Meanwhile, bring a large pot of water to a boil and under-cook pasta by about 2 minutes, a little shy of al dente.
While the water comes to a boil, heat about 2 tablespoons EVOO, a couple of turns of the pan, over medium heat in sauté pan. Add garlic and stir a minute then add endive and wilt. Season with a little salt and pepper, and add stock, simmer gently until ready to use.
In a small bowl, stir together ricotta, sage, salt, pepper and Parmigiano-Reggiano cheese.

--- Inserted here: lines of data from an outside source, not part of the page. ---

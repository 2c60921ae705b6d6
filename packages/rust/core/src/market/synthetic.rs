//! Deterministic stand-in market data.
//!
//! Every series is drawn from an RNG seeded with a SHA-256 of the crop, the
//! market and the panel, so the same request always yields the same numbers.

use chrono::{NaiveDate, TimeDelta};
use rand::rngs::StdRng;
use rand::{Rng, SeedableRng};
use sha2::{Digest, Sha256};

use krishimitra_services::{ForecastPoint, MarketQuote, MarketRecommendations, PricePoint};

use super::insight::{insight, round1, summarize};

const DEFAULT_BASE_PRICE: f64 = 2000.0;
const DEFAULT_MARKET_FACTOR: f64 = 1.1;
const HISTORY_DAYS: i64 = 30;
const NOISE: f64 = 50.0;

/// Reference price per crop, per quintal.
pub fn base_price(crop: &str) -> f64 {
    match crop.to_lowercase().as_str() {
        "wheat" => 1800.0,
        "rice" => 2200.0,
        "corn" => 1600.0,
        "soybeans" => 3500.0,
        "potatoes" => 1200.0,
        _ => DEFAULT_BASE_PRICE,
    }
}

/// Relative price level of a market type.
pub fn market_factor(market: &str) -> f64 {
    match market.to_lowercase().as_str() {
        "local market" => 0.9,
        "wholesale hub" => 1.0,
        "export terminal" => 1.15,
        "processing plant" => 1.05,
        _ => DEFAULT_MARKET_FACTOR,
    }
}

fn rng(parts: &[&str]) -> StdRng {
    let mut hasher = Sha256::new();
    for part in parts {
        hasher.update(part.to_lowercase().as_bytes());
        hasher.update([0]);
    }
    let digest = hasher.finalize();
    let mut seed = [0u8; 32];
    seed.copy_from_slice(&digest);
    StdRng::from_seed(seed)
}

fn date(day: NaiveDate) -> String {
    day.format("%Y-%m-%d").to_string()
}

fn round2(value: f64) -> f64 {
    (value * 100.0).round() / 100.0
}

/// Thirty daily points ending yesterday.
pub fn price_history(crop: &str, market: &str, today: NaiveDate) -> Vec<PricePoint> {
    let mut rng = rng(&[crop, market, "history"]);
    let base = base_price(crop) * market_factor(market);

    (1..=HISTORY_DAYS)
        .rev()
        .map(|days_ago| {
            let drift = 1.0 + days_ago as f64 / 100.0;
            PricePoint {
                date: date(today - TimeDelta::days(days_ago)),
                market: market.to_string(),
                price: round2(base * (0.9 + rng.random::<f64>() * 0.2) * drift),
                volume: (100.0 + rng.random::<f64>() * 400.0).round(),
            }
        })
        .collect()
}

/// One quote per market.
pub fn comparison(crop: &str, markets: &[String]) -> Vec<MarketQuote> {
    let base = base_price(crop);

    markets
        .iter()
        .map(|market| {
            let mut rng = rng(&[crop, market.as_str(), "comparison"]);
            let price = round2(base * market_factor(market) * (0.95 + rng.random::<f64>() * 0.1));
            let volume = (100.0 + rng.random::<f64>() * 500.0).round();
            let demand = match rng.random::<f64>() {
                r if r > 0.6 => "High",
                r if r > 0.3 => "Medium",
                _ => "Low",
            };
            MarketQuote {
                market: market.clone(),
                price,
                volume,
                demand: Some(demand.to_string()),
            }
        })
        .collect()
}

/// A bounded random walk starting tomorrow. The price is kept within
/// 70%-130% of the crop's base price and turns back at either bound.
pub fn forecast(crop: &str, market: &str, days: u32, today: NaiveDate) -> Vec<ForecastPoint> {
    let mut rng = rng(&[crop, market, "forecast"]);
    let base = base_price(crop);
    let (floor, ceiling) = (base * 0.7, base * 1.3);

    let mut price = base * market_factor(market);
    let mut direction = if rng.random_bool(0.5) { 1.0 } else { -1.0 };

    (1..=days)
        .map(|day| {
            price += direction * (day as f64 * 5.0) + rng.random_range(-NOISE..=NOISE);
            if price < floor {
                price = floor;
                direction = 1.0;
            } else if price > ceiling {
                price = ceiling;
                direction = -1.0;
            }
            ForecastPoint {
                date: date(today + TimeDelta::days(i64::from(day))),
                predicted_price: price.round(),
            }
        })
        .collect()
}

/// Per-market insights from a random monthly change of at most 10%.
pub fn recommendations(crop: &str, markets: &[String], today: NaiveDate) -> Option<MarketRecommendations> {
    let base = base_price(crop);

    let insights = markets
        .iter()
        .map(|market| {
            let mut rng = rng(&[crop, market.as_str(), "recommendations"]);
            let change = round1(rng.random_range(-10.0..=10.0));
            let current = (base * market_factor(market) * (1.0 + change / 100.0)).round();
            insight(market, current, change, Some(date(today)))
        })
        .collect();

    summarize(crop, insights)
}
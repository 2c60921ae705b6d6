//! Router construction.

use axum::{
    Json, Router,
    http::{HeaderValue, Method},
    routing::get,
};
use serde::Serialize;
use tower_http::cors::{AllowHeaders, CorsLayer};
use tower_http::trace::TraceLayer;

use krishimitra_shared::{KrishiMitraError, ServerConfig};

use crate::error::{self, ApiError};

#[derive(Debug, Serialize)]
pub struct PingResponse {
    pub msg: &'static str,
}

/// Liveness check.
pub async fn ping() -> Json<PingResponse> {
    Json(PingResponse {
        msg: "Ping Successful",
    })
}

/// Build the application router. CORS admits only the configured client
/// origin, with credentials.
pub fn router(config: &ServerConfig) -> Result<Router, ApiError> {
    let origin = HeaderValue::from_str(config.cors_origin()).map_err(|e| {
        KrishiMitraError::config(format!("invalid CLIENT_URL {:?}: {e}", config.client_url))
    })?;

    // Credentials rule out wildcard methods and headers.
    let cors = CorsLayer::new()
        .allow_origin(origin)
        .allow_credentials(true)
        .allow_methods([
            Method::GET,
            Method::HEAD,
            Method::PUT,
            Method::PATCH,
            Method::POST,
            Method::DELETE,
        ])
        .allow_headers(AllowHeaders::mirror_request());

    Ok(Router::new()
        .route("/ping", get(ping))
        .fallback(error::not_found)
        .layer(TraceLayer::new_for_http())
        .layer(cors))
}
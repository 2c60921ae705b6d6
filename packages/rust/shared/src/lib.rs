//! Shared types, error model, and configuration for KrishiMitra+.
//!
//! This crate is the foundation depended on by all other KrishiMitra crates.
//! It provides:
//! - [`KrishiMitraError`] is the unified error type
//! - Domain types ([`Coordinates`], [`Alert`], [`SessionContext`])
//! - Configuration ([`AppConfig`], [`ServerConfig`], config loading)

pub mod config;
pub mod error;
pub mod types;

// Re-export public API at crate root for ergonomic imports.
pub use config::{
    ApiKeysConfig, AppConfig, FallbackPolicy, HttpConfig, MarketConfig, ServerConfig,
    ServicesConfig, WeatherConfig, config_dir, config_file_path, init_config, load_config,
    load_config_from, resolve_api_key,
};
pub use error::{KrishiMitraError, Result};
pub use types::{Alert, AlertSeverity, Coordinates, SessionContext, UserProfile};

In a saucepan, melt butter over medium heat. Whisk in flour, cook a minute or so then whisk in milk. Raise heat a bit and season sauce with salt, pepper and a little freshly grated nutmeg. Let sauce thicken to coat the back of a spoon then taste to adjust seasonings.
Drain lasagna noodles and add them back to hot pot. Stir in ricotta cheese mixture, combine evenly, then fold in roasted squash and endive . Transfer to a casserole dish and pour the milk sauce evenly over the top. Cover with scant layer of Fontina or Gruyère cheese and place in the hot oven on center rack.
Switch oven to bake and leave casserole in oven until lasagna is brown and bubbly all over, about 4 minutes.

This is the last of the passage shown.